Brokers will face renewed pressure in the 21st century
The insurance industry was dominated in the late 90's by insurer mergers and acquisitions and the consolidation of the international broker sector. The first few years of the 21st century will be dominated by the growth of e-commerce and the consolidation of the independent intermediary sector.

£2bn of capital required
The pressures on the sector will be intense. The succession timebomb would in normal circumstances have caused the shake out. But this is exacerbated by the expected renewed pressure on broker-held personal lines business and the impact of self regulation on non-registered intermediaries. The latter could well be the last straw for thousands of intermediaries who have already been left shell shocked by insurer consolidation and the soft market.

If the numbers in broking sector halves, as expected, then those who survive will need capital in excess of £2bn to acquire those who wish or have to exit the industry.

This money will be required by a relatively few brokers, probably in their hundreds. Critical mass will be even more crucial for a broker to be successful as the decade unfolds.

The question is from where will the money come? Traditionally there have been four forms of capital for the sector:

- Brokers have accessed capital through their banks, venture capital companies, insurers or private finance from major clients, friends or wealthy directors.

Banks have, unfortunately, failed to satisfy the appetite of the industry as, in general, they do not seem to understand the economics of the sector.

The major asset for brokers is usually goodwill and this is often discounted by banks, making the resultant balance sheet unsuitable for a lending proposition.

- Access to venture capitalists is only for the very large, brave and ambitious. There is usually a price to pay in terms of control of strategic direction and monitoring performance. The investor normally wants an exit route, probably by a floatation or sell-off and this could mean reduction in control. Size is therefore critical and this route is only open to the larger broker.

- Private capital is now less readily available with companies sticking to their core business, returns in the broking sector being at a low level and the stigma of Lloyd's in peoples minds.

- This leaves insurers. Often this option seems an easy, low-cost, convenient route for brokers who look for acquisition funding on a deal by deal basis. However, what are the pitfalls for independent brokers obtaining funding from one of their suppliers?

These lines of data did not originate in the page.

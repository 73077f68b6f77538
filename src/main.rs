mod api;
mod app;
mod cli;
mod config;
mod display;
mod error;
mod input;
mod lights;
mod models;
mod screens;
mod system;

use anyhow::Context;
use clap::Parser;
use cli::{App, Cli, Commands, SmartArgs};
use colored::*;
use dialoguer::{theme::ColorfulTheme, Select};
use std::env;
use app::menu::service_label;
use system::SystemAction;
use tracing::{error, info};
use tracing_appender::non_blocking::WorkerGuard;
use tracing_subscriber::{fmt, prelude::*, EnvFilter};

/// Log to stderr (stdout belongs to the simulated display), plus a daily file when
/// `NAS_PANEL_LOG_DIR` is set. The returned guard flushes the file on drop.
fn init_logging(default_level: &str) -> Option<WorkerGuard> {
    let filter = EnvFilter::try_from_default_env().unwrap_or_else(|_| EnvFilter::new(default_level));
    let stderr_layer = fmt::layer().with_writer(std::io::stderr);

    match env::var("NAS_PANEL_LOG_DIR") {
        Ok(dir) => {
            let appender = tracing_appender::rolling::daily(dir, "nas-panel.log");
            let (writer, guard) = tracing_appender::non_blocking(appender);
            tracing_subscriber::registry()
                .with(filter)
                .with(stderr_layer)
                .with(fmt::layer().with_ansi(false).with_writer(writer))
                .init();
            Some(guard)
        },
        Err(_) => {
            tracing_subscriber::registry()
                .with(filter)
                .with(stderr_layer)
                .init();
            None
        },
    }
}

#[tokio::main]
async fn main() -> anyhow::Result<()> {
    let cli = Cli::parse();
    // Without the Pi drivers there is nothing but the simulator
    let simulate = cli.simulate || !cfg!(feature = "rpi");

    // Keep the simulated panel readable unless asked for more
    let default_level = match (&cli.command, simulate) {
        (Some(Commands::Run), true) => "warn",
        _ => "info",
    };
    let _log_guard = init_logging(default_level);

    info!("Starting nas-panel (simulate: {})", simulate);

    let app = App::new(simulate).context("Failed to load configuration")?;

    if let Some(command) = cli.command {
        let name = format!("{:?}", command);
        return app
            .run_command(command)
            .await
            .with_context(|| format!("Command {} failed", name));
    }

    println!("{}", "NAS panel console".cyan().bold());

    // Service restarts follow the configured units, like the panel menu
    let services = app.config().services.clone();
    let mut options: Vec<String> = vec![
        "Show Uptime".to_string(),
        "Load Average".to_string(),
        "Disk Space".to_string(),
        "SMART Status".to_string(),
        "Weather".to_string(),
    ];
    let first_service = options.len();
    options.extend(services.iter().map(|unit| format!("Restart {}", service_label(unit))));
    let exit = options.len();
    options.push("Exit".to_string());

    // Main interactive loop
    loop {
        let selection = Select::with_theme(&ColorfulTheme::default())
            .with_prompt("What would you like to do?")
            .items(&options)
            .default(0)
            .interact_opt()?
            .unwrap_or(exit); // Default to Exit if cancelled

        println!();

        let command_result = match selection {
            0 => app.run_command(Commands::Uptime).await,
            1 => app.run_command(Commands::Load).await,
            2 => app.run_command(Commands::Disks).await,
            3 => {
                app.run_command(Commands::Smart(SmartArgs { device: None }))
                    .await
            },
            4 => app.run_command(Commands::Weather).await,
            i if i == exit => {
                println!("{}", "Bye!".green());
                break;
            },
            i => {
                let action = SystemAction::RestartService(services[i - first_service].clone());
                match cli::confirm_action(&action.to_string()) {
                    Ok(true) => app.run_action(action).await,
                    Ok(false) => {
                        println!("{}", "Cancelled".yellow());
                        continue;
                    },
                    Err(e) => {
                        println!("{} {}", "Failed to get input:".red(), e);
                        continue;
                    },
                }
            },
        };

        if let Err(e) = command_result {
            error!("Command execution failed: {:?}", e);
            println!(
                "{} {}",
                "Error executing command:".red(),
                e.to_string().red()
            );
        }

        println!();
    }

    Ok(())
}
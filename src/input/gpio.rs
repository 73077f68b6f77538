//! Polls the encoder and buttons through `rppal` on a dedicated thread.

use super::{Debouncer, InputEvent, InputSender, QuadratureDecoder};
use crate::config::{
    BUTTON_BACK_PIN, BUTTON_CONFIRM_PIN, BUTTON_KNOB_PIN, ENCODER_PIN_A, ENCODER_PIN_B,
};
use crate::error::{AppError, Result};
use rppal::gpio::{Gpio, InputPin};
use std::thread::{self, JoinHandle};
use std::time::{Duration, Instant};
use tracing::{debug, info};

const POLL_INTERVAL: Duration = Duration::from_millis(1);

struct Button {
    pin: InputPin,
    debouncer: Debouncer,
    event: InputEvent,
}

/// Claims the input pins (with pull-ups) and starts the polling thread.
pub fn spawn_gpio_input(tx: InputSender) -> Result<JoinHandle<()>> {
    let gpio = Gpio::new()?;
    let enc_a = gpio.get(ENCODER_PIN_A)?.into_input_pullup();
    let enc_b = gpio.get(ENCODER_PIN_B)?.into_input_pullup();
    let mut buttons = [
        (BUTTON_CONFIRM_PIN, InputEvent::Confirm),
        (BUTTON_BACK_PIN, InputEvent::Back),
        (BUTTON_KNOB_PIN, InputEvent::Knob),
    ]
    .into_iter()
    .map(|(pin, event)| {
        Ok(Button {
            pin: gpio.get(pin)?.into_input_pullup(),
            debouncer: Debouncer::default(),
            event,
        })
    })
    .collect::<Result<Vec<_>>>()?;

    info!(
        "GPIO input: encoder {}/{}, confirm {}, back {}, knob {}",
        ENCODER_PIN_A, ENCODER_PIN_B, BUTTON_CONFIRM_PIN, BUTTON_BACK_PIN, BUTTON_KNOB_PIN
    );

    thread::Builder::new()
        .name("gpio-input".to_string())
        .spawn(move || {
            let mut decoder = QuadratureDecoder::new();
            loop {
                let step = decoder.update(enc_a.is_high(), enc_b.is_high());
                if step != 0 && tx.send(InputEvent::Rotate(step)).is_err() {
                    debug!("Input receiver dropped, stopping GPIO poller");
                    return;
                }

                let now = Instant::now();
                for button in buttons.iter_mut() {
                    // Active low: pressed pulls the line to ground
                    if button.debouncer.update(button.pin.is_low(), now)
                        && tx.send(button.event).is_err()
                    {
                        return;
                    }
                }

                thread::sleep(POLL_INTERVAL);
            }
        })
        .map_err(|e| AppError::Hardware(format!("cannot start GPIO thread: {}", e)))
}
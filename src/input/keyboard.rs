//! Keyboard stand-in for the knob and buttons, used with `--simulate`.

use super::{InputEvent, InputSender};
use console::{Key, Term};
use tokio::task::JoinHandle;
use tracing::{debug, warn};

/// Maps a key press to a panel input.
///
/// Arrows or `a`/`d` rotate, Enter confirms, Backspace/Escape go back,
/// Space presses the knob and `q` quits.
pub fn map_key(key: &Key) -> Option<InputEvent> {
    match key {
        Key::ArrowLeft | Key::ArrowUp | Key::Char('a') => Some(InputEvent::Rotate(-1)),
        Key::ArrowRight | Key::ArrowDown | Key::Char('d') => Some(InputEvent::Rotate(1)),
        Key::Enter => Some(InputEvent::Confirm),
        Key::Backspace | Key::Escape => Some(InputEvent::Back),
        Key::Char(' ') => Some(InputEvent::Knob),
        Key::Char('q') => Some(InputEvent::Quit),
        _ => None,
    }
}

/// Reads keys on a blocking thread until the terminal closes or the receiver is dropped.
pub fn spawn_keyboard_input(tx: InputSender) -> JoinHandle<()> {
    tokio::task::spawn_blocking(move || {
        let term = Term::stdout();
        loop {
            let key = match term.read_key() {
                Ok(key) => key,
                Err(e) => {
                    warn!("Keyboard input stopped: {}", e);
                    let _ = tx.send(InputEvent::Quit);
                    return;
                },
            };
            let Some(event) = map_key(&key) else {
                continue;
            };
            debug!("Key {:?} -> {:?}", key, event);
            let quit = event == InputEvent::Quit;
            if tx.send(event).is_err() || quit {
                return;
            }
        }
    })
}

#[cfg(test)]
mod tests {
    use super::*;

    #[test]
    fn test_key_mapping() {
        assert_eq!(map_key(&Key::ArrowRight), Some(InputEvent::Rotate(1)));
        assert_eq!(map_key(&Key::Char('a')), Some(InputEvent::Rotate(-1)));
        assert_eq!(map_key(&Key::Enter), Some(InputEvent::Confirm));
        assert_eq!(map_key(&Key::Escape), Some(InputEvent::Back));
        assert_eq!(map_key(&Key::Char(' ')), Some(InputEvent::Knob));
        assert_eq!(map_key(&Key::Char('q')), Some(InputEvent::Quit));
        assert_eq!(map_key(&Key::Char('x')), None);
    }
}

Brokers need to examine their IFA position with insurer loans
For insurers, there are undoubted attractions. It enables them to forge a strong relation with the borrower, work jointly to develop the business and above all make it a condition of any loan that they can cherry pick any business as a result of the acquisition. There is also a strong possibility that the existence of a loan would be taken as an opportunity to depress commission.

For the broker, however, it does threaten his independence and may cost more than it seems.

When FIMBRA and LAUTRO drafted their rules, they were well aware of the affect of the soft loans by insurers to brokers. The rules were very tight and even extend to general insurance players where there is any hint of life business involvement. The FSA will no doubt take the same route. Brokers need to fully understand the implications where they have common directorships with the regulated IFA.

Beware of general insurance regulation
The draft EU intermediary regulation for general insurance called for hard disclosure of loans or anything else which influences a broker in this choice of insurer. It remains to be seen what GISC will say or what will be the final EU regulations.

In other industries, suppliers do finance their distributors, brewers finance social clubs, building societies estate agents, motor manufacturers dealers, but these are all on a tied or exclusivity basis. Even these deals are often under review by the OFT and with the added teeth of The Competition Act, there must be fears about any large financing of independent brokers by their suppliers.

Check the hidden cost of finance
Finally, there is the hidden cost of insurer finance. Interest fee, deferred capital payments, even capital write-offs can be part of these deals. They can seem attractive but they have to be paid for. There is often overlooked commission sacrifice. If a £100,000 loan means two per cent less commission on £500,000 of business, the notional interest rate is ten per cent. Sometimes, the customer may pay a high premium by not having his business broked in the open market.

The way forward
Brokers who have a long term access to finance will have huge opportunities over the next five years. This needs to be put into place now.

For most, a close relationship with their bank is vital and should be worked upon above all else. Banks are the natural financiers of business development. They need to be educated on broker economics and buy into the brokers' long-term plans.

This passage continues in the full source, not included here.